# [Assignment]
Below are the records; copy every line in them that holds the string "match".

*** Begin section ***

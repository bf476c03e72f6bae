//! Periodic background refresh.
//!
//! Goes through the same [`SyncMediator`] entry point as the UI, so the
//! background job gets the same atomic clear-then-insert behaviour.

use std::sync::Arc;
use std::time::Duration;

use tokio::task::JoinHandle;
use tokio::time::MissedTickBehavior;
use tokio_util::sync::CancellationToken;

use crate::location::LocationTracker;
use crate::provider::ForecastSource;
use crate::settings::SettingsStore;
use crate::sync::SyncMediator;
use crate::types::{Coordinates, FailureKind, SyncOutcome};

pub const DEFAULT_INTERVAL_HOURS: u64 = 4;
pub const DEFAULT_MAX_RETRIES: u32 = 3;
pub const DEFAULT_INITIAL_DELAY_MS: u64 = 1000;
pub const DEFAULT_MAX_DELAY_MS: u64 = 60_000;

/// Backoff policy for failed runs
#[derive(Debug, Clone)]
pub struct RetryConfig {
    /// Retries after the first attempt
    pub max_retries: u32,
    /// Delay before the first retry (doubles each attempt)
    pub initial_delay: Duration,
    pub max_delay: Duration,
}

impl Default for RetryConfig {
    fn default() -> Self {
        Self {
            max_retries: DEFAULT_MAX_RETRIES,
            initial_delay: Duration::from_millis(DEFAULT_INITIAL_DELAY_MS),
            max_delay: Duration::from_millis(DEFAULT_MAX_DELAY_MS),
        }
    }
}

impl RetryConfig {
    pub fn new(max_retries: u32, initial_delay_ms: u64, max_delay_ms: u64) -> Self {
        Self {
            max_retries,
            initial_delay: Duration::from_millis(initial_delay_ms),
            max_delay: Duration::from_millis(max_delay_ms),
        }
    }

    /// initial_delay * 2^attempt, capped at max_delay
    pub fn delay_for_attempt(&self, attempt: u32) -> Duration {
        let factor = 2u64.saturating_pow(attempt);
        let delay_ms = (self.initial_delay.as_millis() as u64).saturating_mul(factor);
        Duration::from_millis(delay_ms.min(self.max_delay.as_millis() as u64))
    }
}

/// Result of one scheduled run.
#[derive(Debug, Clone, Copy, PartialEq, Eq)]
pub enum JobResult {
    Success,
    /// Transient failure; try again after backoff
    Retry,
    /// Nothing to do or no point retrying
    Failure,
}

pub struct SyncScheduler<S, L> {
    mediator: Arc<SyncMediator<S>>,
    tracker: L,
    settings: Arc<SettingsStore>,
    fallback: Option<Coordinates>,
    interval: Duration,
    retry: RetryConfig,
}

impl<S: ForecastSource, L: LocationTracker> SyncScheduler<S, L> {
    pub fn new(mediator: Arc<SyncMediator<S>>, tracker: L, settings: Arc<SettingsStore>) -> Self {
        Self {
            mediator,
            tracker,
            settings,
            fallback: None,
            interval: Duration::from_secs(DEFAULT_INTERVAL_HOURS * 3600),
            retry: RetryConfig::default(),
        }
    }

    pub fn with_interval(mut self, interval: Duration) -> Self {
        self.interval = interval;
        self
    }

    pub fn with_retry(mut self, retry: RetryConfig) -> Self {
        self.retry = retry;
        self
    }

    /// Coordinate to refresh when there is neither a device fix nor a saved location.
    pub fn with_fallback(mut self, coordinates: Coordinates) -> Self {
        self.fallback = Some(coordinates);
        self
    }

    /// Device fix first, then the saved location, then the fallback.
    async fn target(&self) -> Option<Coordinates> {
        match self.tracker.current_location().await {
            Some(coords) => Some(coords),
            None => self.settings.selected_location().or(self.fallback),
        }
    }

    /// A single attempt.
    pub async fn run_once(&self, cancel: &CancellationToken) -> JobResult {
        let Some(coordinates) = self.target().await else {
            tracing::info!("No location available, skipping background sync");
            return JobResult::Failure;
        };

        match self.mediator.sync_cancellable(coordinates, cancel).await {
            SyncOutcome::Success => JobResult::Success,
            SyncOutcome::Failure(f) if f.kind == FailureKind::Cancelled => JobResult::Failure,
            // Every other failure is treated as transient
            SyncOutcome::Failure(f) => {
                tracing::warn!("Background sync failed: {}", f);
                JobResult::Retry
            }
        }
    }

    /// Attempt, then retry with backoff until success, a permanent failure, or
    /// `max_retries` is spent.
    pub async fn run_with_retry(&self, cancel: &CancellationToken) -> JobResult {
        let mut attempt = 0;
        loop {
            match self.run_once(cancel).await {
                JobResult::Retry if attempt < self.retry.max_retries => {
                    let delay = self.retry.delay_for_attempt(attempt);
                    tracing::debug!(
                        "Retrying background sync in {:?} (attempt {}/{})",
                        delay,
                        attempt + 1,
                        self.retry.max_retries
                    );
                    tokio::select! {
                        _ = cancel.cancelled() => return JobResult::Failure,
                        _ = tokio::time::sleep(delay) => {}
                    }
                    attempt += 1;
                }
                JobResult::Retry => {
                    tracing::warn!("Background sync gave up after {} retries", attempt);
                    return JobResult::Failure;
                }
                result => return result,
            }
        }
    }

    /// Run every interval until `cancel` fires. The first run starts immediately.
    pub async fn run(&self, cancel: CancellationToken) {
        let mut ticker = tokio::time::interval(self.interval);
        ticker.set_missed_tick_behavior(MissedTickBehavior::Delay);
        tracing::info!("Background sync every {:?}", self.interval);

        loop {
            tokio::select! {
                _ = cancel.cancelled() => break,
                _ = ticker.tick() => {
                    let result = self.run_with_retry(&cancel).await;
                    tracing::debug!("Background sync finished: {:?}", result);
                }
            }
        }
        tracing::info!("Background sync stopped");
    }

    pub fn spawn(self, cancel: CancellationToken) -> JoinHandle<()> {
        tokio::spawn(async move { self.run(cancel).await })
    }
}

#[cfg(test)]
mod tests {
    use super::*;
    use crate::cache::ForecastStore;
    use crate::location::{FixedLocationTracker, UnavailableLocationTracker};
    use crate::sync::tests::{batch, offline, ScriptedSource};

    fn scheduler<L: LocationTracker>(
        source: Arc<ScriptedSource>,
        tracker: L,
        settings: Arc<SettingsStore>,
    ) -> SyncScheduler<Arc<ScriptedSource>, L> {
        let store = Arc::new(ForecastStore::in_memory().unwrap());
        SyncScheduler::new(Arc::new(SyncMediator::new(source, store)), tracker, settings)
    }

    #[test]
    fn test_delay_for_attempt() {
        let retry = RetryConfig::new(5, 1000, 5000);
        assert_eq!(retry.delay_for_attempt(0), Duration::from_millis(1000));
        assert_eq!(retry.delay_for_attempt(1), Duration::from_millis(2000));
        assert_eq!(retry.delay_for_attempt(2), Duration::from_millis(4000));
        assert_eq!(retry.delay_for_attempt(3), Duration::from_millis(5000));
        assert_eq!(retry.delay_for_attempt(60), Duration::from_millis(5000));
    }

    #[tokio::test]
    async fn test_no_location_skips_run() {
        let source = Arc::new(ScriptedSource::new());
        let settings = Arc::new(SettingsStore::in_memory().unwrap());
        let scheduler = scheduler(Arc::clone(&source), UnavailableLocationTracker::new(), settings);

        let result = scheduler.run_with_retry(&CancellationToken::new()).await;
        assert_eq!(result, JobResult::Failure);
        assert_eq!(source.calls(), 0);
    }

    #[tokio::test]
    async fn test_tracker_preferred_over_saved_location() {
        let source = Arc::new(ScriptedSource::new());
        source.push_ok(batch("Paris", &[1]));
        let settings = Arc::new(SettingsStore::in_memory().unwrap());
        settings.save_location(Coordinates::new(1.0, 1.0)).unwrap();

        let device = Coordinates::new(48.8566, 2.3522);
        let scheduler = scheduler(
            Arc::clone(&source),
            FixedLocationTracker::new(device),
            settings,
        );

        assert_eq!(scheduler.run_once(&CancellationToken::new()).await, JobResult::Success);
        assert_eq!(source.last_coordinates(), Some(device));
    }

    #[tokio::test]
    async fn test_falls_back_to_saved_location() {
        let source = Arc::new(ScriptedSource::new());
        source.push_ok(batch("Oslo", &[1]));
        let settings = Arc::new(SettingsStore::in_memory().unwrap());
        let saved = Coordinates::new(59.91, 10.75);
        settings.save_location(saved).unwrap();

        let scheduler = scheduler(
            Arc::clone(&source),
            UnavailableLocationTracker::permission_denied(),
            settings,
        );

        assert_eq!(scheduler.run_once(&CancellationToken::new()).await, JobResult::Success);
        assert_eq!(source.last_coordinates(), Some(saved));
    }

    #[tokio::test]
    async fn test_fallback_used_when_nothing_saved() {
        let source = Arc::new(ScriptedSource::new());
        source.push_ok(batch("Tokyo", &[1])).push_ok(batch("Oslo", &[1]));
        let settings = Arc::new(SettingsStore::in_memory().unwrap());
        let home = Coordinates::new(35.68, 139.76);
        let scheduler = scheduler(
            Arc::clone(&source),
            UnavailableLocationTracker::new(),
            Arc::clone(&settings),
        )
        .with_fallback(home);

        assert_eq!(scheduler.run_once(&CancellationToken::new()).await, JobResult::Success);
        assert_eq!(source.last_coordinates(), Some(home));

        // A saved location still takes precedence
        let saved = Coordinates::new(59.91, 10.75);
        settings.save_location(saved).unwrap();
        assert_eq!(scheduler.run_once(&CancellationToken::new()).await, JobResult::Success);
        assert_eq!(source.last_coordinates(), Some(saved));
    }

    #[tokio::test(start_paused = true)]
    async fn test_retries_with_backoff_until_success() {
        let source = Arc::new(ScriptedSource::new());
        source
            .push_err(offline())
            .push_err(offline())
            .push_ok(batch("Tokyo", &[1, 2]));
        let settings = Arc::new(SettingsStore::in_memory().unwrap());
        let scheduler = scheduler(
            Arc::clone(&source),
            FixedLocationTracker::new(Coordinates::new(35.0, 139.0)),
            settings,
        )
        .with_retry(RetryConfig::new(3, 1000, 60_000));

        let started = tokio::time::Instant::now();
        let result = scheduler.run_with_retry(&CancellationToken::new()).await;

        assert_eq!(result, JobResult::Success);
        assert_eq!(source.calls(), 3);
        // 1s + 2s of backoff
        assert!(started.elapsed() >= Duration::from_millis(3000));
    }

    #[tokio::test(start_paused = true)]
    async fn test_gives_up_after_max_retries() {
        let source = Arc::new(ScriptedSource::new());
        let settings = Arc::new(SettingsStore::in_memory().unwrap());
        let scheduler = scheduler(
            Arc::clone(&source),
            FixedLocationTracker::new(Coordinates::new(35.0, 139.0)),
            settings,
        )
        .with_retry(RetryConfig::new(2, 10, 100));

        let result = scheduler.run_with_retry(&CancellationToken::new()).await;
        assert_eq!(result, JobResult::Failure);
        assert_eq!(source.calls(), 3);
    }

    #[tokio::test(start_paused = true)]
    async fn test_runs_on_interval_until_cancelled() {
        let source = Arc::new(ScriptedSource::new());
        source
            .push_ok(batch("Tokyo", &[1]))
            .push_ok(batch("Tokyo", &[2]))
            .push_ok(batch("Tokyo", &[3]));
        let settings = Arc::new(SettingsStore::in_memory().unwrap());
        let scheduler = scheduler(
            Arc::clone(&source),
            FixedLocationTracker::new(Coordinates::new(35.0, 139.0)),
            settings,
        )
        .with_interval(Duration::from_secs(4 * 3600));

        let cancel = CancellationToken::new();
        let handle = scheduler.spawn(cancel.clone());

        tokio::time::sleep(Duration::from_secs(4 * 3600 + 60)).await;
        cancel.cancel();
        handle.await.unwrap();

        assert_eq!(source.calls(), 2);
    }
}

*** End section ***

# [Finished exercise]
        match self.tracker.current_location().await {
        match self.mediator.sync_cancellable(coordinates, cancel).await {
            match self.run_once(cancel).await {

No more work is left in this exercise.